Aus dem klaren Nein der Bundesregierung zum Fracking in Deutschland wird durch den neuen Gesetzentwurf ein nuschliges Ja, aber. Zwar betont Umweltministerin Barbara Hendricks, dass die Schiefergas-Förderung mit toxischen Stoffen verboten ist und die umstrittene Methode im Prinzip auf eine Tiefe von mehr als 3000 Meter verbannt wird - doch ein Fracking-Fensterchen bleibt. Sehr zur Verärgerung der Bundesländer, allen voran Schleswig-Holstein.

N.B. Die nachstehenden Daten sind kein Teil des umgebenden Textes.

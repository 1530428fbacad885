//! Overlay plot production: NCL scripts plus a raster warp pass.
//!
//! Overlay scripts render `.tiff` output that the configured warp program
//! georeferences after each script finishes. The warp invocation receives
//! the absolute paths of the files it should process, so neither the
//! working directory nor the parent environment is ever touched.

use std::fs;
use std::path::{Path, PathBuf};

use anyhow::{Context, Result, bail};
use tracing::{debug, info};

use crate::NCL_PROGRAM;
use crate::core::env::{OverlayVars, ncarg_vars};
use crate::core::paths::{forecast_file, nest_id};
use crate::core::template::sub_date;
use crate::io::config::VizConfig;
use crate::io::process::{CommandRequest, CommandRunner};

/// Run every script in `ncl_ol_code` in order, warping the `.tiff` files
/// of the output directory once after each script.
pub fn produce_overlay_plots(config: &VizConfig, runner: &dyn CommandRunner) -> Result<()> {
    info!("running ncl overlay plot scripts");

    let fcst_file = forecast_file(&config.wrfout_dir, config.dom, &config.init_time);
    let out_dir = sub_date(&config.ncl_ol_out_dir, &config.init_time)?;
    fs::create_dir_all(&out_dir).with_context(|| format!("create output dir {out_dir}"))?;

    let vars = OverlayVars {
        fcst_file,
        out_dir: out_dir.clone(),
        out_type: config.ncl_out_type.clone(),
        nest_id: nest_id(config.dom),
    };
    let mut env = vars.to_pairs();
    env.extend(ncarg_vars(std::env::var("NCARG_ROOT").ok().as_deref()));
    for (name, value) in &env {
        debug!(name = %name, value = %value, "script environment");
    }

    for script in &config.ncl_ol_code {
        let request = CommandRequest {
            program: NCL_PROGRAM.to_string(),
            args: vec![script.clone()],
            env: env.clone(),
            log_path: Some(config.ncl_log.clone()),
            timeout: config.command_timeout(),
        };
        let status = runner.run(&request)?;
        if config.strict && !status.success() {
            bail!(
                "ncl overlay script {script} failed with exit code {:?}",
                status.exit_code
            );
        }

        warp_tiffs(config, runner, Path::new(&out_dir))?;
    }

    Ok(())
}

/// Invoke the warp program on the `.tiff` files directly inside `out_dir`.
fn warp_tiffs(config: &VizConfig, runner: &dyn CommandRunner, out_dir: &Path) -> Result<()> {
    let tiffs = tiff_files(out_dir)?;
    if tiffs.is_empty() {
        debug!(out_dir = %out_dir.display(), "no tiff output to warp");
        return Ok(());
    }

    let request = CommandRequest {
        program: config.gwarp.display().to_string(),
        args: tiffs
            .iter()
            .map(|path| path.display().to_string())
            .collect(),
        env: Vec::new(),
        log_path: None,
        timeout: config.command_timeout(),
    };
    let status = runner.run(&request)?;
    if config.strict && !status.success() {
        bail!(
            "warp of {} failed with exit code {:?}",
            out_dir.display(),
            status.exit_code
        );
    }
    Ok(())
}

fn tiff_files(dir: &Path) -> Result<Vec<PathBuf>> {
    let mut tiffs = Vec::new();
    for entry in fs::read_dir(dir).with_context(|| format!("read {}", dir.display()))? {
        let entry = entry.with_context(|| format!("read entry in {}", dir.display()))?;
        let path = entry.path();
        if path.extension().is_some_and(|ext| ext == "tiff") {
            tiffs.push(path);
        }
    }
    tiffs.sort();
    Ok(tiffs)
}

Der umwelt-sensible Bundesbürger, der diverse Tonnen zur Mülltrennung vor der Tür stehen hat, kann sich nur wundern. Hatte dieselbe Regierung nicht gerade noch vor den unabsehbaren Risiken des Frackings gewarnt? Sind die Bilder von verwüsteten Landstrichen in den USA und in Kanada inklusive der Grundwasserverseuchung auf einmal vergessen? Nun, da fehlt dem Volk eben doch der Weitblick. Und die helfenden Hinweise aus der Wirtschaft. Danach macht selbst die standhafteste Ministerin schon mal das Fenster auf.